Bayfield Mayor Larry J. MacDonald is thrilled, along with many other local residents, that more than 3.9 million Smithsonian readers across America will notice what a gem Bayfield truly is.

“The recent designation from Smithsonian reinforces all the qualities of the place we call home,” MacDonald said.

MacDonald believes the residents of Bayfield place “people, the environment and our businesses in high regard,” making it a community that stands out from all the rest.

“We are lucky to have a talented community that chooses to be both supportive and protective of our many assets, including both Lake Superior and the Apostle Islands” said MacDonald. “It is hard to imagine a better place than Bayfield.”

For the past fours years, Smithsonian Magazine has highlighted their choices for the top 20 small towns in America as a way to encourage their readers to “take the path less traveled.”

A three person selection committee at selected this year’s top 20 towns from a pool of approximately 13,000 small American towns with populations of 20,000 people or less. According to Smithsonian Writer and Editor Bess Lovejoy, the committee used a geographic information service, ESRI, to narrow down their selection.

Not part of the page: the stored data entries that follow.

//! Stock profile and price series types

use crate::core::numeric::{self, NumericField};
use anyhow::Result;
use chrono::NaiveDate;
use serde::{Deserialize, Deserializer, Serialize};
use std::fmt::Display;
use std::str::FromStr;

/// Exchange code of a listed stock, e.g. `7203`. Never empty.
#[derive(Debug, Clone, PartialEq, Eq, Hash)]
pub struct StockCode(String);

impl StockCode {
    pub fn new(code: &str) -> Result<Self> {
        let code = code.trim();
        if code.is_empty() {
            anyhow::bail!("Stock code must not be empty");
        }
        Ok(StockCode(code.to_string()))
    }

    pub fn as_str(&self) -> &str {
        &self.0
    }
}

impl Display for StockCode {
    fn fmt(&self, f: &mut std::fmt::Formatter<'_>) -> std::fmt::Result {
        f.write_str(&self.0)
    }
}

impl FromStr for StockCode {
    type Err = anyhow::Error;

    fn from_str(s: &str) -> Result<Self, Self::Err> {
        StockCode::new(s)
    }
}

impl<'de> Deserialize<'de> for StockCode {
    fn deserialize<D: Deserializer<'de>>(deserializer: D) -> Result<Self, D::Error> {
        let raw = String::deserialize(deserializer)?;
        StockCode::new(&raw).map_err(serde::de::Error::custom)
    }
}

/// Time span of a price series request.
#[derive(Debug, Clone, Copy, PartialEq, Eq, Hash, Default, Serialize, Deserialize)]
pub enum Period {
    #[serde(rename = "1d")]
    OneDay,
    #[serde(rename = "1w")]
    OneWeek,
    #[serde(rename = "1m")]
    OneMonth,
    #[serde(rename = "3m")]
    ThreeMonths,
    #[serde(rename = "6m")]
    SixMonths,
    #[default]
    #[serde(rename = "1y")]
    OneYear,
}

impl Period {
    pub const ALL: [Period; 6] = [
        Period::OneDay,
        Period::OneWeek,
        Period::OneMonth,
        Period::ThreeMonths,
        Period::SixMonths,
        Period::OneYear,
    ];

    /// Wire token used in query strings.
    pub fn token(&self) -> &'static str {
        match self {
            Period::OneDay => "1d",
            Period::OneWeek => "1w",
            Period::OneMonth => "1m",
            Period::ThreeMonths => "3m",
            Period::SixMonths => "6m",
            Period::OneYear => "1y",
        }
    }

    /// Label shown in the period selector.
    pub fn label(&self) -> &'static str {
        match self {
            Period::OneDay => "1日",
            Period::OneWeek => "1週間",
            Period::OneMonth => "1ヶ月",
            Period::ThreeMonths => "3ヶ月",
            Period::SixMonths => "6ヶ月",
            Period::OneYear => "1年",
        }
    }
}

impl Display for Period {
    fn fmt(&self, f: &mut std::fmt::Formatter<'_>) -> std::fmt::Result {
        f.write_str(self.token())
    }
}

impl FromStr for Period {
    type Err = anyhow::Error;

    fn from_str(s: &str) -> Result<Self, Self::Err> {
        let token = s.trim().to_lowercase();
        Period::ALL
            .into_iter()
            .find(|p| p.token() == token)
            .ok_or_else(|| anyhow::anyhow!("Invalid period: {}", s))
    }
}

#[derive(Debug, Clone, PartialEq, Deserialize)]
pub struct StockProfile {
    pub code: StockCode,
    pub name: String,
    #[serde(default)]
    pub sector: Option<String>,
    #[serde(default)]
    pub market_cap: NumericField,
    #[serde(default)]
    pub current_price: NumericField,
    #[serde(default)]
    pub per: NumericField,
    #[serde(default)]
    pub pbr: NumericField,
}

/// One OHLCV bar. Consistency of high/low against open/close is not checked.
#[derive(Debug, Clone, PartialEq, Deserialize)]
pub struct PricePoint {
    pub date: NaiveDate,
    #[serde(deserialize_with = "numeric::lenient", default = "numeric::lenient_or_nan")]
    pub open: f64,
    #[serde(deserialize_with = "numeric::lenient", default = "numeric::lenient_or_nan")]
    pub high: f64,
    #[serde(deserialize_with = "numeric::lenient", default = "numeric::lenient_or_nan")]
    pub low: f64,
    #[serde(deserialize_with = "numeric::lenient", default = "numeric::lenient_or_nan")]
    pub close: f64,
    #[serde(deserialize_with = "numeric::lenient", default = "numeric::lenient_or_nan")]
    pub volume: f64,
}

/// Price history in the order received from the backend (ascending date).
#[derive(Debug, Clone, PartialEq, Deserialize)]
pub struct PriceSeries {
    pub stock_code: StockCode,
    pub stock_name: String,
    pub period: Period,
    #[serde(default)]
    pub prices: Vec<PricePoint>,
}

impl PriceSeries {
    pub fn closes(&self) -> Vec<f64> {
        self.prices.iter().map(|p| p.close).collect()
    }

    pub fn latest(&self) -> Option<&PricePoint> {
        self.prices.last()
    }
}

In the “The 20 Best Small Towns to Visit in 2015” article, Lovejoy states that “Mother Nature is the undeniable draw in Bayfield.” The town, which sits on the pristine south shore of Lake Superior, is the gateway to the Apostle Islands National Lakeshore. She added that Bayfield’s increased visitation due to the the Ice Cave phenomenon of 2014, initially brought the town to the committee’s attention. However, it was Bayfield’s rich cultural history, local art and music scene and plethora of local food producers that really piqued the committee’s interest.

“There are so many great activities all along the National Lakeshore,” Lovejoy noted. “There are some interesting developments around town.”

Lovejoy added that certain cultural aspects of Bayfield – such as the celebration of Big Top Chautauqua’s 30th anniversary this year- really made the town stand out.

“There is this unique combination of natural wonders and cultural wonders,” said Lovejoy.

Kelley Linehan, marketing and events manager at the Bayfield Chamber of Commerce and Visitor Bureau, is proud that Bayfield has been recognized by Smithsonian as small town hub for culture, history, scenery and the arts.

“Clearly, the Smithsonian is a very well-respected institution, so this is a high honor for Bayfield,” said Linehan. “One of the aspects that I found to be particularly interesting is that their definition of a small town is 20,000 people or less. With Bayfield checking in at population 487, we were up against communities much larger than us, yet we made the final list.”

Bayfield is host to four major festivals each year including Bayfield in Bloom, Bayfield Festival of Arts and Gallery Tour, Apple Festival and the Apostle Islands Sled Dog Race. Home to 14 orchards and fruit farms, the town has also been dubbed the Berry Capital of Wisconsin.

Lovejoy said that although she hasn’t had the opportunity to visit Bayfield yet, she hopes that she – and readers of the magazine – will take advantage of all Bayfield has to offer in 2015.